In the late 1960s, DFFB became involved in student political movements; in May 1968 the school was briefly occupied and renamed, and later that year 18 students were expelled amid debates over management and governance.

From the 1970s onward, the academy was associated with politically engaged and documentary filmmaking. In 1979, female filmmakers entered the student body in larger numbers, marking a shift toward experimental works and narrative cinema. By the 1990s, under the leadership of Reinhard Hauff, the curriculum was extended to include screenwriting and production alongside directing and cinematography.

DFFB gained recognition for its role in the Berlin School movement of the 2000s, with alumni such as Christian Petzold, Thomas Arslan, and Angela Schanelec.
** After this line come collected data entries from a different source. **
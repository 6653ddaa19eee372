//! Package installation.
//!
//! A package is a ZIP archive whose root holds `manifest.json` and the
//! entry file(s). Installing extracts it into `<apps>/<id>/` with
//! overwrite; entries that would escape the target directory abort the
//! install.

use std::io::Read;
use std::path::Path;

use crate::layout::FilesystemLayout;
use crate::manifest::AppManifest;
use estarter_shared::{EstarterError, EstarterResult};

/// Install a package archive, returning its parsed manifest.
pub fn install_package(
    layout: &FilesystemLayout,
    package_path: &Path,
) -> EstarterResult<AppManifest> {
    let file = std::fs::File::open(package_path).map_err(|e| {
        EstarterError::NotFound(format!("package {}: {}", package_path.display(), e))
    })?;
    let mut archive = zip::ZipArchive::new(file)
        .map_err(|e| EstarterError::Storage(format!("not a valid package archive: {}", e)))?;

    let manifest = {
        let mut entry = archive.by_name("manifest.json").map_err(|_| {
            EstarterError::Config("package has no manifest.json at its root".to_string())
        })?;
        let mut bytes = Vec::new();
        entry
            .read_to_end(&mut bytes)
            .map_err(|e| EstarterError::Storage(format!("failed to read manifest: {}", e)))?;
        AppManifest::parse(&bytes)?
    };

    validate_app_id(&manifest.id)?;
    let target = layout.app_dir(&manifest.id);
    std::fs::create_dir_all(&target).map_err(|e| {
        EstarterError::Storage(format!(
            "failed to create app directory {}: {}",
            target.display(),
            e
        ))
    })?;

    for index in 0..archive.len() {
        let mut entry = archive
            .by_index(index)
            .map_err(|e| EstarterError::Storage(format!("corrupt package entry: {}", e)))?;

        let relative = entry.enclosed_name().map(|p| p.to_path_buf()).ok_or_else(|| {
            EstarterError::Storage(format!(
                "package entry '{}' escapes the app directory",
                entry.name()
            ))
        })?;
        let out_path = target.join(relative);

        if entry.is_dir() {
            std::fs::create_dir_all(&out_path).map_err(|e| {
                EstarterError::Storage(format!(
                    "failed to create {}: {}",
                    out_path.display(),
                    e
                ))
            })?;
            continue;
        }

        if let Some(parent) = out_path.parent() {
            std::fs::create_dir_all(parent).map_err(|e| {
                EstarterError::Storage(format!("failed to create {}: {}", parent.display(), e))
            })?;
        }
        let mut out = std::fs::File::create(&out_path).map_err(|e| {
            EstarterError::Storage(format!("failed to create {}: {}", out_path.display(), e))
        })?;
        std::io::copy(&mut entry, &mut out).map_err(|e| {
            EstarterError::Storage(format!("failed to extract {}: {}", out_path.display(), e))
        })?;
    }

    tracing::info!(
        app_id = %manifest.id,
        package = %package_path.display(),
        "Package installed"
    );
    Ok(manifest)
}

/// Remove an installed app's directory.
pub fn remove_app_dir(layout: &FilesystemLayout, app_id: &str) -> EstarterResult<()> {
    validate_app_id(app_id)?;
    let dir = layout.app_dir(app_id);
    if dir.exists() {
        std::fs::remove_dir_all(&dir).map_err(|e| {
            EstarterError::Storage(format!("failed to remove {}: {}", dir.display(), e))
        })?;
    }
    Ok(())
}

/// Enumerate installed apps by their manifests. Unreadable manifests are
/// logged and skipped.
pub fn installed_apps(layout: &FilesystemLayout) -> Vec<AppManifest> {
    let mut apps = Vec::new();
    let entries = match std::fs::read_dir(layout.apps_dir()) {
        Ok(entries) => entries,
        Err(_) => return apps,
    };

    for entry in entries.flatten() {
        let dir = entry.path();
        if !dir.is_dir() {
            continue;
        }
        match AppManifest::load(&dir) {
            Ok(manifest) => apps.push(manifest),
            Err(e) => {
                tracing::warn!(dir = %dir.display(), error = %e, "Skipping unreadable app");
            }
        }
    }

    apps.sort_by(|a, b| a.id.cmp(&b.id));
    apps
}

/// App ids become directory names; refuse anything that could traverse.
fn validate_app_id(app_id: &str) -> EstarterResult<()> {
    if app_id.is_empty()
        || app_id.starts_with('.')
        || app_id.contains('/')
        || app_id.contains('\\')
    {
        return Err(EstarterError::InvalidArgument(format!(
            "invalid app id '{}'",
            app_id
        )));
    }
    Ok(())
}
It has remained fully publicly funded and retains membership in international associations such as CILECT.

== Study ==
The DFFB provides a five‑year, full‑time program in film including specializations in screenwriting, cinematography, directing, producing, and—since 2018—editing & sound.

The curriculum is organized in two phases:

- A Grundstudium (basic studies) lasting five semesters, during which students receive a generalist foundation in storytelling, technical practice, theory, and cross-departmental collaboration.
- A Hauptstudium (advanced studies) that emphasizes specialization; students undertake individual graduation projects such as feature films, documentaries, or series pilots.
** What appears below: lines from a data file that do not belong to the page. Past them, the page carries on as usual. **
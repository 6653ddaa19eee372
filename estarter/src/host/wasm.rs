//! WebAssembly host: runs a module under Wasmtime with the kernel exposed
//! through two narrow host imports.
//!
//! The guest links `env.estarter_log` and `env.estarter_api_call`, exports
//! `memory` and `_start`, and runs on a dedicated blocking worker (guest
//! execution is single-threaded). Only the status code of an API response
//! crosses the ABI; the JSON payload stays host-side.

use std::path::PathBuf;
use std::sync::atomic::{AtomicBool, Ordering};
use std::sync::Arc;

use tokio::sync::watch;
use wasmtime::{Caller, Config, Engine, Extern, Linker, Module, Store, StoreLimits, StoreLimitsBuilder};
use wasmtime_wasi::preview1::{add_to_linker_sync, WasiP1Ctx};
use wasmtime_wasi::WasiCtxBuilder;

use crate::host::HostState;
use crate::kernel::{Kernel, KernelEvent};
use crate::manifest::SandboxPolicy;
use estarter_shared::constants::{timeouts, wasm_imports};
use estarter_shared::{
    ApiCommand, ApiRequest, ApiResponse, ApiStatus, EstarterError, EstarterResult, Permission,
};

/// Per-store state available to host imports.
struct GuestState {
    wasi: WasiP1Ctx,
    limits: StoreLimits,
    kernel: Arc<Kernel>,
    app_id: String,
    /// Handle into the async runtime; the guest call is synchronous and
    /// blocks on it for kernel calls.
    handle: tokio::runtime::Handle,
}

pub struct WasmHost {
    app_id: String,
    version: String,
    entry: PathBuf,
    requested: Permission,
    policy: SandboxPolicy,
    kernel: Arc<Kernel>,

    state: parking_lot::RwLock<HostState>,
    engine: parking_lot::Mutex<Option<Engine>>,
    stop_requested: AtomicBool,
    cleanup_done: AtomicBool,
    exited_tx: watch::Sender<bool>,
}

impl WasmHost {
    pub fn new(
        kernel: Arc<Kernel>,
        app_id: String,
        version: String,
        entry: PathBuf,
        requested: Permission,
        policy: SandboxPolicy,
    ) -> Self {
        let (exited_tx, _) = watch::channel(false);
        Self {
            app_id,
            version,
            entry,
            requested,
            policy,
            kernel,
            state: parking_lot::RwLock::new(HostState::Created),
            engine: parking_lot::Mutex::new(None),
            stop_requested: AtomicBool::new(false),
            cleanup_done: AtomicBool::new(false),
            exited_tx,
        }
    }

    pub fn app_id(&self) -> &str {
        &self.app_id
    }

    pub fn state(&self) -> HostState {
        *self.state.read()
    }

    fn set_state(&self, target: HostState) -> EstarterResult<()> {
        let mut state = self.state.write();
        if !state.can_transition_to(target) {
            return Err(EstarterError::InvalidState(format!(
                "host {}: cannot transition from {} to {}",
                self.app_id, *state, target
            )));
        }
        *state = target;
        Ok(())
    }

    fn fault(&self, message: String) -> EstarterError {
        *self.state.write() = HostState::Faulted;
        EstarterError::Wasm(message)
    }

    /// Compile, instantiate, and launch `_start` on a blocking worker.
    pub async fn start(self: &Arc<Self>) -> EstarterResult<()> {
        self.set_state(HostState::Starting)?;

        let bytes = tokio::fs::read(&self.entry).await.map_err(|e| {
            self.fault(format!(
                "failed to read module {}: {}",
                self.entry.display(),
                e
            ))
        })?;

        let mut config = Config::new();
        // Cooperative cancellation: stop() bumps the epoch and the guest
        // traps out of any compute loop.
        config.epoch_interruption(true);

        let engine = Engine::new(&config)
            .map_err(|e| self.fault(format!("failed to create engine: {}", e)))?;
        let module = Module::new(&engine, &bytes)
            .map_err(|e| self.fault(format!("failed to compile module: {}", e)))?;

        let limits = if self.policy.memory_limit_bytes > 0 {
            StoreLimitsBuilder::new()
                .memory_size(self.policy.memory_limit_bytes as usize)
                .table_elements(100_000)
                .instances(1)
                .tables(8)
                .memories(1)
                .build()
        } else {
            StoreLimits::default()
        };

        // Minimal WASI surface: inherited stderr only.
        let wasi = WasiCtxBuilder::new().inherit_stderr().build_p1();

        let handle = tokio::runtime::Handle::try_current()
            .map_err(|e| self.fault(format!("wasm host needs a tokio runtime: {}", e)))?;

        let mut store = Store::new(
            &engine,
            GuestState {
                wasi,
                limits,
                kernel: self.kernel.clone(),
                app_id: self.app_id.clone(),
                handle,
            },
        );
        store.limiter(|state| &mut state.limits);
        store.set_epoch_deadline(1);

        let mut linker: Linker<GuestState> = Linker::new(&engine);
        add_to_linker_sync(&mut linker, |state: &mut GuestState| &mut state.wasi)
            .map_err(|e| self.fault(format!("failed to link WASI: {}", e)))?;
        define_host_imports(&mut linker)
            .map_err(|e| self.fault(format!("failed to define host imports: {}", e)))?;

        self.kernel
            .register_process(&self.app_id, 0, &self.version, self.requested);

        let instance = match linker.instantiate(&mut store, &module) {
            Ok(instance) => instance,
            Err(e) => {
                self.kernel.unregister_process(&self.app_id);
                return Err(self.fault(format!("instantiation failed: {}", e)));
            }
        };
        let start_func = match instance
            .get_typed_func::<(), ()>(&mut store, wasm_imports::EXPORT_START)
        {
            Ok(func) => func,
            Err(e) => {
                self.kernel.unregister_process(&self.app_id);
                return Err(self.fault(format!("module has no _start export: {}", e)));
            }
        };

        *self.engine.lock() = Some(engine);

        let host = self.clone();
        tokio::task::spawn_blocking(move || {
            let result = start_func.call(&mut store, ());
            drop(store);

            match result {
                Ok(()) => host.cleanup(0, None),
                Err(e) => match e.downcast_ref::<wasmtime_wasi::I32Exit>() {
                    // proc_exit is a normal exit with a code.
                    Some(exit) => host.cleanup(exit.0, None),
                    None if host.stop_requested.load(Ordering::SeqCst) => {
                        tracing::debug!(app_id = %host.app_id, "Guest interrupted by stop");
                        host.cleanup(0, None);
                    }
                    None => {
                        let message = format!("wasm trap: {}", e.root_cause());
                        host.cleanup(1, Some(message));
                    }
                },
            }
        });

        if let Some(max_runtime) = self.policy.max_runtime {
            let host = self.clone();
            let mut exited = self.exited_tx.subscribe();
            tokio::spawn(async move {
                tokio::select! {
                    _ = tokio::time::sleep(max_runtime) => {
                        tracing::info!(app_id = %host.app_id, "Max runtime reached, stopping");
                        let _ = host.stop().await;
                    }
                    _ = exited.changed() => {}
                }
            });
        }

        // The guest may already have finished on its worker; leave a
        // terminal state alone.
        {
            let mut state = self.state.write();
            if *state == HostState::Starting {
                *state = HostState::Running;
            }
        }
        tracing::info!(app_id = %self.app_id, module = %self.entry.display(), "Wasm host started");
        Ok(())
    }

    /// Interrupt the guest via epoch bump and wait for it to wind down.
    pub async fn stop(&self) -> EstarterResult<()> {
        {
            let mut state = self.state.write();
            match *state {
                HostState::Created => {
                    *state = HostState::Stopped;
                    return Ok(());
                }
                HostState::Stopped | HostState::Faulted => return Ok(()),
                HostState::Stopping => {}
                HostState::Starting | HostState::Running => *state = HostState::Stopping,
            }
        }

        self.stop_requested.store(true, Ordering::SeqCst);
        if let Some(engine) = self.engine.lock().as_ref() {
            engine.increment_epoch();
        }

        let mut rx = self.exited_tx.subscribe();
        let already_exited = *rx.borrow();
        if !already_exited
            && tokio::time::timeout(timeouts::STOP_GRACE, rx.changed())
                .await
                .is_err()
        {
            tracing::warn!(app_id = %self.app_id, "Guest did not stop within the grace window");
        }
        Ok(())
    }

    pub async fn dispose(&self) {
        let _ = self.stop().await;
    }

    pub async fn wait_exited(&self) {
        let mut rx = self.exited_tx.subscribe();
        if *rx.borrow() {
            return;
        }
        let _ = rx.changed().await;
    }

    fn cleanup(&self, exit_code: i32, error: Option<String>) {
        if self.cleanup_done.swap(true, Ordering::SeqCst) {
            return;
        }

        self.kernel.unregister_process(&self.app_id);
        *self.state.write() = if error.is_some() {
            HostState::Faulted
        } else {
            HostState::Stopped
        };

        tracing::info!(
            app_id = %self.app_id,
            exit_code = exit_code,
            error = ?error,
            "Wasm host exited"
        );
        self.kernel.events().emit(KernelEvent::HostExited {
            app_id: self.app_id.clone(),
            exit_code,
            error,
        });
        self.exited_tx.send_replace(true);
    }
}

/// Read `len` bytes of guest memory at `ptr`.
fn read_guest_bytes(
    caller: &mut Caller<'_, GuestState>,
    ptr: i32,
    len: i32,
) -> Option<Vec<u8>> {
    if ptr < 0 || len < 0 {
        return None;
    }
    let memory = match caller.get_export(wasm_imports::EXPORT_MEMORY) {
        Some(Extern::Memory(memory)) => memory,
        _ => return None,
    };
    let mut buffer = vec![0u8; len as usize];
    memory.read(caller, ptr as usize, &mut buffer).ok()?;
    Some(buffer)
}

fn read_guest_string(
    caller: &mut Caller<'_, GuestState>,
    ptr: i32,
    len: i32,
) -> Option<String> {
    String::from_utf8(read_guest_bytes(caller, ptr, len)?).ok()
}

/// `env.estarter_log` and `env.estarter_api_call`.
fn define_host_imports(linker: &mut Linker<GuestState>) -> wasmtime::Result<()> {
    linker.func_wrap(
        wasm_imports::MODULE,
        wasm_imports::LOG,
        |mut caller: Caller<'_, GuestState>, ptr: i32, len: i32| {
            match read_guest_string(&mut caller, ptr, len) {
                Some(message) => {
                    let app_id = caller.data().app_id.clone();
                    tracing::info!(app_id = %app_id, "[wasm] {}", message);
                }
                None => {
                    tracing::debug!("wasm guest passed an unreadable log buffer");
                }
            }
        },
    )?;

    linker.func_wrap(
        wasm_imports::MODULE,
        wasm_imports::API_CALL,
        |mut caller: Caller<'_, GuestState>,
         cmd_ptr: i32,
         cmd_len: i32,
         data_ptr: i32,
         data_len: i32|
         -> i32 {
            let command_str = match read_guest_string(&mut caller, cmd_ptr, cmd_len) {
                Some(command) => command,
                None => return ApiStatus::InvalidRequest.as_i32(),
            };
            let command: ApiCommand = match command_str.parse() {
                Ok(command) => command,
                Err(()) => return ApiStatus::NotSupported.as_i32(),
            };

            let data = if data_len > 0 {
                match read_guest_bytes(&mut caller, data_ptr, data_len)
                    .and_then(|bytes| serde_json::from_slice(&bytes).ok())
                {
                    Some(value) => Some(value),
                    None => return ApiStatus::InvalidRequest.as_i32(),
                }
            } else {
                None
            };

            let state = caller.data();
            let kernel = state.kernel.clone();
            let app_id = state.app_id.clone();
            let handle = state.handle.clone();
            let request = ApiRequest {
                command,
                request_id: kernel.next_request_id(),
                data,
            };
            let request_id = request.request_id;

            // Synchronous to the guest: block this worker on the async
            // kernel call. Only the status crosses the ABI.
            let response: ApiResponse = handle.block_on(async {
                match tokio::time::timeout(timeouts::API_CALL, kernel.handle_api(&app_id, request))
                    .await
                {
                    Ok(response) => response,
                    Err(_) => {
                        ApiResponse::failure(request_id, ApiStatus::Timeout, "API call timed out")
                    }
                }
            });
            response.status.as_i32()
        },
    )?;

    Ok(())
}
Each discipline concludes with a capstone work:

- For directing, cinematography, production, and editing & sound, a finished graduation film;
- For screenwriting, a completed full-length screenplay.

The program does not confer state-accredited Bachelor’s or Master’s degrees; instead, graduates receive a diploma detailing completed coursework and student productions.
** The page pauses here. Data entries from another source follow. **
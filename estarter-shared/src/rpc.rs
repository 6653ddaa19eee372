//! Length-framed JSON-RPC 2.0 messages for the child stdio channel.
//!
//! Every frame is a 4-byte big-endian length followed by that many bytes of
//! UTF-8 JSON. The host reads requests from the child's stdout and writes
//! responses to its stdin; `log` notifications carry no id and get no reply.

use serde::{Deserialize, Serialize};
use tokio::io::{AsyncRead, AsyncReadExt, AsyncWrite, AsyncWriteExt};

use crate::errors::{EstarterError, EstarterResult};

/// Upper bound on a single frame. Oversized frames indicate a corrupt or
/// hostile peer and abort the connection.
pub const MAX_FRAME_LEN: u32 = 4 * 1024 * 1024;

pub const JSONRPC_VERSION: &str = "2.0";

/// A JSON-RPC request or notification (no `id`).
#[derive(Debug, Clone, Serialize, Deserialize)]
pub struct RpcRequest {
    pub jsonrpc: String,
    #[serde(default, skip_serializing_if = "Option::is_none")]
    pub id: Option<u64>,
    pub method: String,
    #[serde(default, skip_serializing_if = "Option::is_none")]
    pub params: Option<serde_json::Value>,
}

impl RpcRequest {
    pub fn call(id: u64, method: impl Into<String>, params: serde_json::Value) -> Self {
        Self {
            jsonrpc: JSONRPC_VERSION.to_string(),
            id: Some(id),
            method: method.into(),
            params: Some(params),
        }
    }

    pub fn notification(method: impl Into<String>, params: serde_json::Value) -> Self {
        Self {
            jsonrpc: JSONRPC_VERSION.to_string(),
            id: None,
            method: method.into(),
            params: Some(params),
        }
    }

    pub fn is_notification(&self) -> bool {
        self.id.is_none()
    }
}

/// A JSON-RPC response carrying either `result` or `error`.
#[derive(Debug, Clone, Serialize, Deserialize)]
pub struct RpcResponse {
    pub jsonrpc: String,
    pub id: u64,
    #[serde(default, skip_serializing_if = "Option::is_none")]
    pub result: Option<serde_json::Value>,
    #[serde(default, skip_serializing_if = "Option::is_none")]
    pub error: Option<RpcError>,
}

#[derive(Debug, Clone, Serialize, Deserialize)]
pub struct RpcError {
    pub code: i64,
    pub message: String,
}

impl RpcResponse {
    pub fn result(id: u64, result: serde_json::Value) -> Self {
        Self {
            jsonrpc: JSONRPC_VERSION.to_string(),
            id,
            result: Some(result),
            error: None,
        }
    }

    pub fn error(id: u64, code: i64, message: impl Into<String>) -> Self {
        Self {
            jsonrpc: JSONRPC_VERSION.to_string(),
            id,
            result: None,
            error: Some(RpcError {
                code,
                message: message.into(),
            }),
        }
    }
}

/// Standard JSON-RPC error codes used on the channel.
pub mod error_codes {
    pub const PARSE_ERROR: i64 = -32700;
    pub const INVALID_REQUEST: i64 = -32600;
    pub const METHOD_NOT_FOUND: i64 = -32601;
    pub const INVALID_PARAMS: i64 = -32602;
    pub const INTERNAL_ERROR: i64 = -32603;
}

/// Write one length-prefixed frame.
pub async fn write_frame<W>(writer: &mut W, payload: &[u8]) -> EstarterResult<()>
where
    W: AsyncWrite + Unpin,
{
    let len = u32::try_from(payload.len())
        .map_err(|_| EstarterError::Rpc("frame too large to encode".to_string()))?;
    if len > MAX_FRAME_LEN {
        return Err(EstarterError::Rpc(format!(
            "outgoing frame of {} bytes exceeds limit of {}",
            len, MAX_FRAME_LEN
        )));
    }
    writer
        .write_all(&len.to_be_bytes())
        .await
        .map_err(|e| EstarterError::Rpc(format!("failed to write frame header: {}", e)))?;
    writer
        .write_all(payload)
        .await
        .map_err(|e| EstarterError::Rpc(format!("failed to write frame body: {}", e)))?;
    writer
        .flush()
        .await
        .map_err(|e| EstarterError::Rpc(format!("failed to flush frame: {}", e)))?;
    Ok(())
}

/// Read one length-prefixed frame.
///
/// Returns `Ok(None)` on a clean end-of-stream at a frame boundary (the
/// peer closed its pipe), an error for truncated or oversized frames.
pub async fn read_frame<R>(reader: &mut R) -> EstarterResult<Option<Vec<u8>>>
where
    R: AsyncRead + Unpin,
{
    let mut header = [0u8; 4];
    match reader.read_exact(&mut header).await {
        Ok(_) => {}
        Err(e) if e.kind() == std::io::ErrorKind::UnexpectedEof => return Ok(None),
        Err(e) => {
            return Err(EstarterError::Rpc(format!(
                "failed to read frame header: {}",
                e
            )))
        }
    }

    let len = u32::from_be_bytes(header);
    if len > MAX_FRAME_LEN {
        return Err(EstarterError::Rpc(format!(
            "incoming frame of {} bytes exceeds limit of {}",
            len, MAX_FRAME_LEN
        )));
    }

    let mut payload = vec![0u8; len as usize];
    reader
        .read_exact(&mut payload)
        .await
        .map_err(|e| EstarterError::Rpc(format!("truncated frame body: {}", e)))?;
    Ok(Some(payload))
}

/// Serialize and frame one message.
pub async fn write_message<W, T>(writer: &mut W, message: &T) -> EstarterResult<()>
where
    W: AsyncWrite + Unpin,
    T: Serialize,
{
    let payload = serde_json::to_vec(message)?;
    write_frame(writer, &payload).await
}

/// Read and deserialize one message; `Ok(None)` on clean end-of-stream.
pub async fn read_message<R, T>(reader: &mut R) -> EstarterResult<Option<T>>
where
    R: AsyncRead + Unpin,
    T: serde::de::DeserializeOwned,
{
    match read_frame(reader).await? {
        None => Ok(None),
        Some(payload) => {
            let message = serde_json::from_slice(&payload)
                .map_err(|e| EstarterError::Rpc(format!("malformed frame: {}", e)))?;
            Ok(Some(message))
        }
    }
}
Admission is limited to small cohorts per year (approximately 6–12 places per discipline). Applicants are required to be at least 21 years old and must pass a multi-stage selection process, including practical and theoretical examination.

== Facilities ==
The DFFB is currently based in Studio 16 at Berlin-Adlershof. The site comprises two television studios (approximately 720 m² each), soundproof editing and mixing suites, audio stations, and several seminar rooms suitable for lectures and screenings. A digital cinema-standard colour grading suite and a high-definition editing workflow are available, supported by a central storage server. Sound mixing is facilitated in partnership with the Tonbüro cinema audio facility on the Adlershof campus.

A new purpose-built campus is planned in Moabit (Berlin Decks), which is expected to include additional studios, cinemas for screenings, and expanded technical and storage facilities.

== Films & Festivals ==
The DFFB maintains a festival office responsible for organizing the non-commercial distribution of student films. Each year, the academy's productions are submitted to a range of major international film festivals, including Berlin, Cannes, Venice, Locarno, Toronto, Rotterdam, and South by Southwest. The festival office also supports graduates in developing distribution plans and engaging with distributors, sales agents, cinemas, broadcasters, and streaming platforms.

In 2010, the academy introduced the “Couchsurfing the Berlinale” initiative, which enables DFFB students to host peer students from international film schools during the Berlin International Film Festival. This initiative is designed to foster networking and cross-cultural exchange within the student community.